# Introduction to applying machine learning in security

## Eugene Teo 張漢輝
*   eugene at temasek.org
*   http://www.temasek.org (淡馬錫)

## Syllabus in brief
We will cover:

*   Data wrangling
*   Data visualization
*   Feature engineering
*   RandomForest
*   Model evaluation



In [0]:
%matplotlib inline

In [0]:
# https://github.com/mouradmourafiq/pandas-summary
# http://blog.rstudio.com/2016/03/29/feather/
# !pip install -U pandas-summary tldextract feather-format yellowbrick imblearn
!pip install -U pandas-summary tldextract yellowbrick imblearn

In [0]:
!mkdir data
!wget https://raw.githubusercontent.com/ClickSecurity/data_hacking/master/dga_detection/data/alexa_100k.csv -P ./data
!wget https://raw.githubusercontent.com/ClickSecurity/data_hacking/master/dga_detection/data/dga_domains.txt -P ./data
!wget https://raw.githubusercontent.com/ClickSecurity/data_hacking/master/dga_detection/data/words.txt -P ./data

In [0]:
import pandas as pd
import numpy as np
from pandas_summary import DataFrameSummary

In [0]:
alexa_dataframe = pd.read_csv('data/alexa_100k.csv', names=['rank', 'uri'],
                              header=None, encoding='utf-8')
DataFrameSummary(alexa_dataframe).summary()

In [0]:
alexa_dataframe.sample(5)

In [0]:
import tldextract

def domain_extract(uri):
    ext = tldextract.extract(uri)
    if not ext.suffix:
        return np.nan
    else:
        return ext.domain

In [0]:
alexa_dataframe['domain'] = [domain_extract(x) for x in alexa_dataframe['uri']]

In [0]:
DataFrameSummary(alexa_dataframe).summary()

In [0]:
alexa_dataframe[alexa_dataframe['domain'].isnull()].sample(5)

In [0]:
!grep -B1 -E '(28713|81751|49033)' data/alexa_100k.csv

In [0]:
del alexa_dataframe['rank']
del alexa_dataframe['uri']
alexa_dataframe['class'] = 'legit'
alexa_dataframe = alexa_dataframe.dropna()
alexa_dataframe = alexa_dataframe.drop_duplicates()
DataFrameSummary(alexa_dataframe).summary()

In [0]:
dga_dataframe = pd.read_csv('data/dga_domains.txt', header=None, names=['raw_domain'],
                            encoding='utf-8')
DataFrameSummary(dga_dataframe).summary()

In [0]:
dga_dataframe['raw_domain'][0]

In [0]:
dga_dataframe['raw_domain'][0].split('.')[0].strip().lower()

In [0]:
dga_dataframe['domain'] = dga_dataframe.applymap(lambda x: x.split('.')[0].strip().lower())

In [0]:
DataFrameSummary(dga_dataframe).summary()

In [0]:
del dga_dataframe['raw_domain']
dga_dataframe['class'] = 'dga'
dga_dataframe = dga_dataframe.drop_duplicates()
DataFrameSummary(dga_dataframe).summary()

In [0]:
# Unbalanced dataset
print(len(alexa_dataframe), len(dga_dataframe))

In [0]:
all_domains = pd.concat([alexa_dataframe, dga_dataframe], ignore_index=True)

In [0]:
# Feature engineering
all_domains['length'] = [len(x) for x in all_domains['domain']]

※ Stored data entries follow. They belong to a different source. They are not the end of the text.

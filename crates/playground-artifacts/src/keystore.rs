//! EIP-2335 validator keystores.
//!
//! PBKDF2-HMAC-SHA256 key derivation, AES-128-CTR encryption and a SHA-256
//! checksum over the second half of the derived key and the ciphertext.

use crate::{Error, Result};
use aes::Aes128;
use alloy::primitives::hex;
use ctr::Ctr128BE;
use ctr::cipher::{KeyIvInit, StreamCipher};
use rand::RngCore;
use serde::{Deserialize, Serialize};
use sha2::{Digest, Sha256};

/// Passphrase protecting every generated keystore
pub const KEYSTORE_PASSWORD: &str = "secret";

/// PBKDF2 rounds; the keys only guard a local testbed
pub const KDF_ROUNDS: u32 = 1 << 13;

type Aes128Ctr = Ctr128BE<Aes128>;

/// A named crypto module with its parameters and message
#[derive(Debug, Clone, PartialEq, Serialize, Deserialize)]
pub struct Module<P> {
    /// Algorithm name
    pub function: String,
    /// Algorithm parameters
    pub params: P,
    /// Hex payload
    pub message: String,
}

/// PBKDF2 parameters
#[derive(Debug, Clone, PartialEq, Serialize, Deserialize)]
pub struct KdfParams {
    /// Derived key length
    pub dklen: u32,
    /// Iteration count
    pub c: u32,
    /// Pseudo-random function
    pub prf: String,
    /// Hex salt
    pub salt: String,
}

/// Empty parameter object
#[derive(Debug, Clone, Default, PartialEq, Serialize, Deserialize)]
pub struct NoParams {}

/// Cipher parameters
#[derive(Debug, Clone, PartialEq, Serialize, Deserialize)]
pub struct CipherParams {
    /// Hex IV
    pub iv: String,
}

/// Crypto section of a keystore
#[derive(Debug, Clone, PartialEq, Serialize, Deserialize)]
pub struct Crypto {
    /// Key derivation
    pub kdf: Module<KdfParams>,
    /// Integrity check
    pub checksum: Module<NoParams>,
    /// Encryption
    pub cipher: Module<CipherParams>,
}

/// Version 4 keystore document
#[derive(Debug, Clone, PartialEq, Serialize, Deserialize)]
pub struct Keystore {
    /// Crypto section
    pub crypto: Crypto,
    /// Free-form description
    pub description: String,
    /// Hex public key without prefix
    pub pubkey: String,
    /// EIP-2334 derivation path
    pub path: String,
    /// Random id
    pub uuid: uuid::Uuid,
    /// Format version
    pub version: u32,
}

fn derive_key(password: &str, salt: &[u8], rounds: u32) -> [u8; 32] {
    let mut dk = [0u8; 32];
    pbkdf2::pbkdf2_hmac::<Sha256>(password.as_bytes(), salt, rounds, &mut dk);
    dk
}

fn apply_cipher(key: &[u8], iv: &[u8], data: &mut [u8]) -> Result<()> {
    let mut cipher = Aes128Ctr::new_from_slices(key, iv)
        .map_err(|e| Error::Crypto(format!("aes-128-ctr: {}", e)))?;
    cipher.apply_keystream(data);
    Ok(())
}

fn checksum(dk: &[u8; 32], ciphertext: &[u8]) -> [u8; 32] {
    let mut hasher = Sha256::new();
    hasher.update(&dk[16..]);
    hasher.update(ciphertext);
    hasher.finalize().into()
}

impl Keystore {
    /// Encrypt a BLS secret
    pub fn encrypt(secret: &[u8; 32], pubkey: &[u8; 48], password: &str, path: String) -> Result<Self> {
        let mut rng = rand::thread_rng();
        let mut salt = [0u8; 32];
        let mut iv = [0u8; 16];
        rng.fill_bytes(&mut salt);
        rng.fill_bytes(&mut iv);

        let dk = derive_key(password, &salt, KDF_ROUNDS);
        let mut ciphertext = secret.to_vec();
        apply_cipher(&dk[..16], &iv, &mut ciphertext)?;

        Ok(Self {
            crypto: Crypto {
                kdf: Module {
                    function: "pbkdf2".to_string(),
                    params: KdfParams {
                        dklen: 32,
                        c: KDF_ROUNDS,
                        prf: "hmac-sha256".to_string(),
                        salt: hex::encode(salt),
                    },
                    message: String::new(),
                },
                checksum: Module {
                    function: "sha256".to_string(),
                    params: NoParams {},
                    message: hex::encode(checksum(&dk, &ciphertext)),
                },
                cipher: Module {
                    function: "aes-128-ctr".to_string(),
                    params: CipherParams { iv: hex::encode(iv) },
                    message: hex::encode(&ciphertext),
                },
            },
            description: String::new(),
            pubkey: hex::encode(pubkey),
            path,
            uuid: uuid::Uuid::new_v4(),
            version: 4,
        })
    }

    /// Decrypt the secret, verifying the checksum
    pub fn decrypt(&self, password: &str) -> Result<Vec<u8>> {
        let decode = |s: &str| hex::decode(s).map_err(|e| Error::Crypto(format!("keystore hex: {}", e)));
        let salt = decode(&self.crypto.kdf.params.salt)?;
        let iv = decode(&self.crypto.cipher.params.iv)?;
        let mut data = decode(&self.crypto.cipher.message)?;

        let dk = derive_key(password, &salt, self.crypto.kdf.params.c);
        if hex::encode(checksum(&dk, &data)) != self.crypto.checksum.message {
            return Err(Error::Crypto("keystore checksum mismatch".to_string()));
        }
        apply_cipher(&dk[..16], &iv, &mut data)?;
        Ok(data)
    }
}

#[cfg(test)]
mod tests {
    use super::*;

    #[test]
    fn test_wrong_password_fails_checksum() {
        let secret = [7u8; 32];
        let keystore = Keystore::encrypt(&secret, &[1u8; 48], KEYSTORE_PASSWORD, "m/12381/3600/0/0/0".to_string()).unwrap();
        assert_eq!(keystore.decrypt(KEYSTORE_PASSWORD).unwrap(), secret.to_vec());
        assert!(keystore.decrypt("nope").is_err());
        assert_eq!(keystore.version, 4);
        assert_eq!(keystore.pubkey.len(), 96);
    }
}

# Drop domains that are length <=6 even for legit domains
all_domains = all_domains[all_domains['length'] > 6]

In [0]:
# https://rosettacode.org/wiki/Entropy#Python:_More_succinct_version
import math
from collections import Counter

def entropy(s):
    p, lns = Counter(s), float(len(s))
    return -sum( count/lns * math.log(count/lns, 2) for count in p.values())

In [0]:
all_domains['entropy'] = [entropy(x) for x in all_domains['domain']]

In [0]:
import seaborn as sns
sns.set_style("whitegrid")

ax = sns.pairplot(data=all_domains, diag_kind = 'kde', hue = 'class',
                  markers = ["o", "D"], aspect = 1, plot_kws = {"s": 6})

In [0]:
ax = sns.boxplot(x='class', y='length', data=all_domains)

In [0]:
ax = sns.boxplot(x='class', y='entropy', data=all_domains)

In [0]:
ax = sns.lmplot(x='length', y='entropy', hue='class', data=all_domains, fit_reg=False)

In [0]:
all_domains.sort_values(['entropy'], ascending=False).head(10)

In [0]:
high_entropy_domains = all_domains[all_domains['entropy'] > 4]

print("entropy>4: {}% ({}) out of {}".format(high_entropy_domains.shape[0]/all_domains.shape[0]*100,
                                                           high_entropy_domains.shape[0], all_domains.shape[0]))
print("Legit domains with high entropy: {}".format(len(high_entropy_domains[high_entropy_domains['class'] == 'legit'])))
print("DGA domains with high entropy: {}".format(len(high_entropy_domains[high_entropy_domains['class'] == 'dga'])))

In [0]:
all_domains.sort_values(['length'], ascending=False).head(10)

In [0]:
all_domains[all_domains['domain'].str.contains('^xn--')]

In [0]:
punycode = all_domains[all_domains['domain'].str.contains('^xn--')]['domain']
[bytes(x, 'idna').decode('idna') for x in punycode]

In [0]:
all_domains.columns

In [0]:
X = all_domains.as_matrix(['length', 'entropy'])
X[:5]

In [0]:
y = np.array([1 if x == 'dga' else 0 for x in all_domains['class']])
y[:5]

In [0]:
# http://scikit-learn.org/stable/modules/generated/sklearn.model_selection.StratifiedShuffleSplit.html
# This cross-validation object is a merge of StratifiedKFold and ShuffleSplit,
# which returns stratified randomized folds. The folds are made by preserving
# the percentage of samples for each class.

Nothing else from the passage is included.